Charlotte FC is set to take the pitch at Bank of America Stadium in 2022. Three of the team's six signed players - Fuchs, Bronico and Adam Armour - are playing locally with the Independence in the meantime to gain familiarity with each other and their future fan base. For Bronico, a former Charlotte 49ers and Chicago Fire FC player, and Armour, an 18-year-old local talent from North Carolina, the move wasn't too drastic.
For Fuchs, it's a major shift. Although he's not the first player from the Premier League to spend time with a USL Championship club, he's one of a select few. Former Chelsea star Didier Drogba played for Phoenix Rising, former West Ham winger Joseph Cole spent a few seasons with the Tampa Bay Rowdies and former Man United/Everton goalkeeper Tim Howard is a player and part-owner of Memphis 901 FC. But Fuchs occupies a unique space of joining USL straight from the Premier League and on the way to an MLS expansion team.
"Clearly, he's a top guy. We don't get guys from the Premier League and so forth playing with us all that frequently," Jeffries said with a laugh.
For both the Independence and Fuchs, the transition has come with early lessons.
"My first training, I did a slide tackle and everybody's like, 'What?! Since when do we do slide tackles?' " Fuchs said. "I'm like, 'Well, I want to get the ball from him.
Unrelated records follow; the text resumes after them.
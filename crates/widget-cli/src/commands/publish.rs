//! Publish command

use std::path::Path;

use serde_json::Value;
use widget_api::{PublishWidgetRequest, WidgetApi};
use widget_fs::{WidgetDir, WidgetFileType};

use crate::error::{CliError, Result};

/// Assemble a publish request from the widget directory.
///
/// Requires a `widget.yaml` with a non-empty name.
pub fn build_publish_request(dir: &WidgetDir, channel_id: u64) -> Result<PublishWidgetRequest> {
    let meta = dir
        .load_meta()?
        .filter(|meta| !meta.name.trim().is_empty())
        .ok_or_else(|| CliError::user("A widget.yaml with a name is required to publish"))?;

    // Parse the schema first so a malformed one is rejected locally.
    dir.load_schema()?;

    let translations = match dir.load_json(WidgetFileType::Translation)? {
        Value::Object(map) if map.is_empty() => None,
        other => Some(other),
    };

    Ok(PublishWidgetRequest {
        name: meta.name,
        schema: dir.load_json(WidgetFileType::Schema)?,
        template: dir.load(WidgetFileType::Template)?.data,
        storefront_api_query: dir.load(WidgetFileType::Query)?.data,
        schema_translations: translations,
        channel_id,
    })
}

/// Publish the widget and print the template uuid.
pub async fn run_publish(
    api: &dyn WidgetApi,
    path: &Path,
    uuid: Option<&str>,
    channel_id: u64,
) -> Result<String> {
    let request = build_publish_request(&WidgetDir::new(path), channel_id)?;
    let response = api.publish(&request, uuid).await?;
    println!("{}", response.uuid);
    Ok(response.uuid)
}
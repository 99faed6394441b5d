//! CLI argument parsing using clap derive

use std::path::PathBuf;

use clap::{Args, Parser, Subcommand};
use widget_api::AuthConfig;

/// Widget Builder - Develop, preview and publish storefront widgets
#[derive(Parser, Debug)]
#[command(name = "widget-builder")]
#[command(author, version, about, long_about = None)]
pub struct Cli {
    /// Enable verbose output
    #[arg(short, long, global = true)]
    pub verbose: bool,

    /// The command to run
    #[command(subcommand)]
    pub command: Option<Commands>,
}

/// Available commands
#[derive(Subcommand, Debug, Clone, PartialEq, Eq)]
pub enum Commands {
    /// Generate config.json from the widget's schema defaults
    ///
    /// Examples:
    ///   widget-builder generate-config              # Current directory
    ///   widget-builder generate-config my-widget    # Another widget
    ///   widget-builder generate-config --print      # Print, do not write
    GenerateConfig {
        /// Widget directory
        #[arg(default_value = ".")]
        dir: PathBuf,

        /// Print the configuration instead of writing config.json
        #[arg(long)]
        print: bool,
    },

    /// Check that every widget resource loads and parses
    Validate {
        /// Widget directory
        #[arg(default_value = ".")]
        dir: PathBuf,
    },

    /// Check that API credentials are set
    CheckAuth {
        #[command(flatten)]
        auth: AuthArgs,
    },

    /// Render the widget through the preview API and print its HTML
    Preview {
        /// Widget directory
        #[arg(default_value = ".")]
        dir: PathBuf,

        /// Placement the preview is rendered for
        #[arg(long, default_value = "")]
        placement_uuid: String,

        /// Widget instance the preview is rendered for
        #[arg(long, default_value = "")]
        widget_uuid: String,

        #[command(flatten)]
        auth: AuthArgs,
    },

    /// Publish the widget template
    ///
    /// Creates a new template unless --uuid names an existing one.
    Publish {
        /// Widget directory
        #[arg(default_value = ".")]
        dir: PathBuf,

        /// Update the template with this uuid instead of creating one
        #[arg(long)]
        uuid: Option<String>,

        #[command(flatten)]
        auth: AuthArgs,
    },
}

/// Credentials for the widget template API.
#[derive(Args, Debug, Clone, PartialEq, Eq)]
pub struct AuthArgs {
    /// API base path
    #[arg(long, env = "WIDGET_BUILDER_API_PATH", default_value = "", hide_env_values = true)]
    pub api_path: String,

    /// API client id
    #[arg(long, env = "WIDGET_BUILDER_AUTH_ID", default_value = "", hide_env_values = true)]
    pub auth_id: String,

    /// API access token
    #[arg(long, env = "WIDGET_BUILDER_AUTH_TOKEN", default_value = "", hide_env_values = true)]
    pub auth_token: String,

    /// Storefront channel
    #[arg(long, env = "WIDGET_BUILDER_CHANNEL_ID", default_value_t = 1)]
    pub channel_id: u64,
}

impl AuthArgs {
    pub fn auth_config(&self) -> AuthConfig {
        AuthConfig::new(&self.api_path, &self.auth_id, &self.auth_token)
    }
}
It's just normal.' "
Independence captain Enzo Martinez said that in addition to Fuchs' "quality on the ball," his ability to lead by example and "do all the little things every single time" sets him apart. Jeffries described how the veteran defender is often the first one ready for 5-on-2 drills and constantly coaching up younger players like Armour.
"He demands a lot and that's the biggest thing," Martinez said. "You can't really take a break. At the highest level, the difference is done in one little mistake, one second delay, and that's what he brings. He's able to get that mentality for 90 minutes."
Fuchs' presence is elevating the level of others on the team, players said, as they fight for a postseason berth. Independence is ranked fourth in the Eastern Atlantic Conference, and the top four teams in each division advance to the playoffs.
Although Fuchs said he's emphasizing the importance of "technical discipline" to teammates, he's not knocking the club for its smaller staff, media turnout or attendance figures. (A little more than 2,000 fans turned up to the last home match at American Legion Memorial Stadium compared with the pandemic-restricted 20,000 spectators at Wembley Stadium when Leicester played there in May.) Still, Fuchs will happily take photos post-match with fans, who now often approach him wearing Charlotte FC branded "0 Fuchs" shirts.
"What more can I ask for?" Fuchs said. "Everybody tries their very best. Everybody tries to create a great environment for players, and (if they try) to play up to the best expectations, to a high standard, then I'm happy."
He's happy for another reason as well. He spent Tuesday recovering from what he calls a "tough" "preseason" (meaning his return to 90-minute match fitness) by swimming at Lake Norman with his wife and three children, Ethan, 12, Anthony, 6, and Katherine, 3. He also caught a Charlotte Knights baseball game over the weekend for more immersion. Although some of his family members will return to their New York home base, Katherine plans to stay with her father through the end of the season.
"That's the beauty of it," Fuchs said. "(Raluca) can come down for a weekend, spend the weekend, watch the games, fly back. That's beautiful. We didn't have the luxury (before) and that for me is a big luxury."
When asked about the future Charlotte FC season or even upcoming USL games, with one as soon as this weekend, Fuchs demurred, preferring to live in the moment.
"It's one out of many that are still ahead of us."